# [WHAT TO DO]
The answer consists solely of the listing's lines from the first through the line containing "let last = blocks.last().unwrap().height;", each reproduced exactly.
══════
//! End-to-end: payloads land in the block store, the runner drains them
//! through the UTXO engine, the query layer serves the result.

use std::sync::Arc;
use std::time::Duration;

use serac::sync::PlatformRunner;
use serac_avalanche::codec::encode_p_payload;
use serac_avalanche::model::PBlock;
use serac_avalanche::utxo::{list_utxos, platform_balances, UtxoEngine, UtxoQuery};
use serac_core::{BlockIndexer, BlockStore as _, ChainTag, StageWatermark, UtxoStore as _};
use serac_testing::{avax_out, input_for, p_transfer_block, test_id, test_params, TempStores};
use tokio_util::sync::CancellationToken;

fn store_blocks(stores: &TempStores, blocks: &[PBlock]) {
    let encoded: Vec<_> = blocks
        .iter()
        .map(|b| (b.height, encode_p_payload(b).unwrap()))
        .collect();

    let last = blocks.last().unwrap().height;
    stores.p_blocks.put_batch(&encoded, last).unwrap();
}

#[tokio::test]
async fn runner_drains_the_store_into_the_engine() {
    let stores = TempStores::open();
    let engine = Arc::new(UtxoEngine::new(stores.utxos.clone(), test_params()));

    let blocks = vec![
        p_transfer_block(
            0,
            1400,
            test_id(1),
            vec![avax_out(1_000_000, "P-avax1alpha")],
            vec![],
        ),
        // block 1 spends block 0's output
        p_transfer_block(
            1,
            1450,
            test_id(2),
            vec![avax_out(900_000, "P-avax1beta")],
            vec![input_for(test_id(1), 0, 1_000_000)],
        ),
        p_transfer_block(
            2,
            1500,
            test_id(3),
            vec![avax_out(50_000, "P-avax1alpha")],
            vec![],
        ),
    ];

    store_blocks(&stores, &blocks);

    let cancel = CancellationToken::new();

    let runner = PlatformRunner::new(stores.p_blocks.clone(), vec![engine.clone() as _], 10);
    let handle = tokio::spawn(runner.run(cancel.clone()));

    // the runner commits the watermark with the batch it consumed
    let deadline = tokio::time::Instant::now() + Duration::from_secs(10);
    loop {
        if stores.utxos.watermark(StageWatermark::Platform).unwrap() == Some(2) {
            break;
        }
        assert!(tokio::time::Instant::now() < deadline, "runner stalled");
        tokio::time::sleep(Duration::from_millis(50)).await;
    }

    cancel.cancel();
    handle.await.unwrap().unwrap();

    let query = UtxoQuery {
        addresses: vec!["P-avax1alpha".into(), "P-avax1beta".into()],
        ..Default::default()
    };

    let page = list_utxos(&stores.utxos, ChainTag::Platform, &query, 2_000).unwrap();

    // alpha's first output was spent by block 1; two unspent remain
    let mut amounts: Vec<_> = page
        .items
        .iter()
        .map(|u| u.utxo.amount.clone().unwrap())
        .collect();
    amounts.sort();
    assert_eq!(amounts, vec!["50000", "900000"]);

    let balances = platform_balances(
        &stores.utxos,
        &test_params(),
        &["P-avax1alpha".into(), "P-avax1beta".into()],
        2_000,
        false,
    )
    .unwrap();

    let total = balances
        .unlocked_unstaked
        .0
        .get(&test_id(0xAA))
        .cloned()
        .unwrap();
    assert_eq!(total, 950_000u64.into());
}

#[tokio::test]
async fn reprocessing_the_same_payloads_is_idempotent() {
    let stores = TempStores::open();
    let engine = UtxoEngine::new(stores.utxos.clone(), test_params());

    let block = p_transfer_block(
        0,
        1400,
        test_id(7),
        vec![avax_out(123, "P-avax1dup")],
        vec![],
    );

    BlockIndexer::<PBlock>::process_batch(&engine, std::slice::from_ref(&block)).unwrap();
    let first = list_utxos(
        &stores.utxos,
        ChainTag::Platform,
        &UtxoQuery {
            addresses: vec!["P-avax1dup".into()],
            ..Default::default()
        },
        2_000,
    )
    .unwrap();

    BlockIndexer::<PBlock>::process_batch(&engine, std::slice::from_ref(&block)).unwrap();
    let second = list_utxos(
        &stores.utxos,
        ChainTag::Platform,
        &UtxoQuery {
            addresses: vec!["P-avax1dup".into()],
            ..Default::default()
        },
        2_000,
    )
    .unwrap();

    assert_eq!(first.items.len(), 1);
    assert_eq!(first.items[0].utxo, second.items[0].utxo);
}
//! EVM chain export to Snowflake: deterministic transformation of
//! normalized blocks into six relational row streams, committed as one
//! multi-table transaction with at-least-once semantics.

use thiserror::Error;

pub mod config;
pub mod daemon;
pub mod model;
pub mod rows;
pub mod transform;
pub mod writer;

pub use config::ExporterConfig;
pub use daemon::{Daemon, IngestionSource, StepOutcome};
pub use model::*;
pub use rows::ExportBatch;
pub use transform::transform;
pub use writer::{SnowflakeWriter, Warehouse};

#[derive(Debug, Error)]
pub enum ExportError {
    #[error("configuration error: {0}")]
    Config(String),

    #[error("transport error: {0}")]
    Transport(String),

    #[error("ingestion error: {0}")]
    Ingestion(String),

    #[error("warehouse schema mismatch: {0}")]
    Schema(String),

    /// Wrong starting block; the next iteration re-reads MAX and resumes.
    #[error("duplicate primary key: {0}")]
    DuplicateKey(String),
}

impl From<serac_core::ConfigError> for ExportError {
    fn from(value: serac_core::ConfigError) -> Self {
        ExportError::Config(value.to_string())
    }
}
//! The cross-chain scenario end to end: a C-chain export and a P-chain
//! import meet in the UTXO store regardless of which side indexes first,
//! and the response shaping reports C-chain creation coords with P-chain
//! consumption coords.

use serac_avalanche::model::{CBlock, PBlock};
use serac_avalanche::utxo::{ListedUtxo, UtxoEngine};
use serac_core::{BlockIndexer, ChainTag, Id32, UtxoStore as _};
use serac_testing::{avax_out, c_export_block, input_for, p_import_block, test_id, test_params, TempStores};

const EXPORT_HEIGHT: u64 = 48_746_327;
const EXPORT_TS: u64 = 1_765_267_096;
const IMPORT_HEIGHT: u64 = 250_286;
const IMPORT_TS: u64 = 1_765_267_108;

fn export_block() -> CBlock {
    c_export_block(
        EXPORT_HEIGHT,
        EXPORT_TS,
        test_id(0x40),
        Id32::default(),
        vec![avax_out(7_000_000, "P-avax1xfer")],
    )
}

fn import_block() -> PBlock {
    p_import_block(
        IMPORT_HEIGHT,
        IMPORT_TS,
        test_id(0x41),
        test_id(0xCC),
        vec![input_for(test_id(0x40), 0, 7_000_000)],
        vec![avax_out(6_990_000, "P-avax1xfer")],
    )
}

fn run_order(c_first: bool) -> (TempStores, Id32) {
    let stores = TempStores::open();
    let engine = UtxoEngine::new(stores.utxos.clone(), test_params());

    if c_first {
        BlockIndexer::<CBlock>::process_batch(&engine, &[export_block()]).unwrap();
        BlockIndexer::<PBlock>::process_batch(&engine, &[import_block()]).unwrap();
    } else {
        BlockIndexer::<PBlock>::process_batch(&engine, &[import_block()]).unwrap();
        BlockIndexer::<CBlock>::process_batch(&engine, &[export_block()]).unwrap();
    }

    (stores, Id32::for_output(&test_id(0x40), 0))
}

#[test]
fn both_partitions_converge_in_either_order() {
    for c_first in [true, false] {
        let (stores, utxo_id) = run_order(c_first);

        for chain in [ChainTag::Contract, ChainTag::Platform] {
            let utxo = stores.utxos.get_utxo(chain, &utxo_id).unwrap().unwrap();
            let spend = stores.utxos.get_spend(chain, &utxo_id).unwrap().unwrap();

            assert_eq!(utxo.block_number, Some(EXPORT_HEIGHT), "order c_first={c_first}");
            assert_eq!(utxo.block_timestamp, Some(EXPORT_TS));
            assert_eq!(utxo.created_on_chain, Some(test_id(0xCC)));
            assert_eq!(utxo.consumed_on_chain, Some(Id32::default()));

            assert_eq!(spend.consuming_block_number, IMPORT_HEIGHT);
            assert_eq!(spend.consuming_time, IMPORT_TS);
        }

        // the record lives in exactly the two partitions of its lifetime
        assert!(stores
            .utxos
            .get_utxo(ChainTag::Exchange, &utxo_id)
            .unwrap()
            .is_none());
    }
}

#[test]
fn response_shape_reports_both_chains_without_platform_locktime() {
    let (stores, utxo_id) = run_order(true);

    let utxo = stores
        .utxos
        .get_utxo(ChainTag::Platform, &utxo_id)
        .unwrap()
        .unwrap();
    let spend = stores.utxos.get_spend(ChainTag::Platform, &utxo_id).unwrap();

    let listed = ListedUtxo { utxo, spend };
    let value = serac_api::mapping::shape_utxo(&listed, ChainTag::Platform);

    assert_eq!(value["blockNumber"], EXPORT_HEIGHT.to_string());
    assert_eq!(value["blockTimestamp"], EXPORT_TS);
    assert_eq!(value["consumingBlockNumber"], IMPORT_HEIGHT.to_string());
    assert_eq!(value["consumingBlockTimestamp"], IMPORT_TS);
    assert_eq!(value["createdOnChainId"], test_id(0xCC).to_string());
    assert_eq!(value["consumedOnChainId"], Id32::default().to_string());

    // cross-chain records never expose a platform locktime
    assert!(value.get("platformLocktime").is_none());
}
══════
# [RESULT]
//! End-to-end: payloads land in the block store, the runner drains them
//! through the UTXO engine, the query layer serves the result.

use std::sync::Arc;
use std::time::Duration;

use serac::sync::PlatformRunner;
use serac_avalanche::codec::encode_p_payload;
use serac_avalanche::model::PBlock;
use serac_avalanche::utxo::{list_utxos, platform_balances, UtxoEngine, UtxoQuery};
use serac_core::{BlockIndexer, BlockStore as _, ChainTag, StageWatermark, UtxoStore as _};
use serac_testing::{avax_out, input_for, p_transfer_block, test_id, test_params, TempStores};
use tokio_util::sync::CancellationToken;

fn store_blocks(stores: &TempStores, blocks: &[PBlock]) {
    let encoded: Vec<_> = blocks
        .iter()
        .map(|b| (b.height, encode_p_payload(b).unwrap()))
        .collect();

    let last = blocks.last().unwrap().height;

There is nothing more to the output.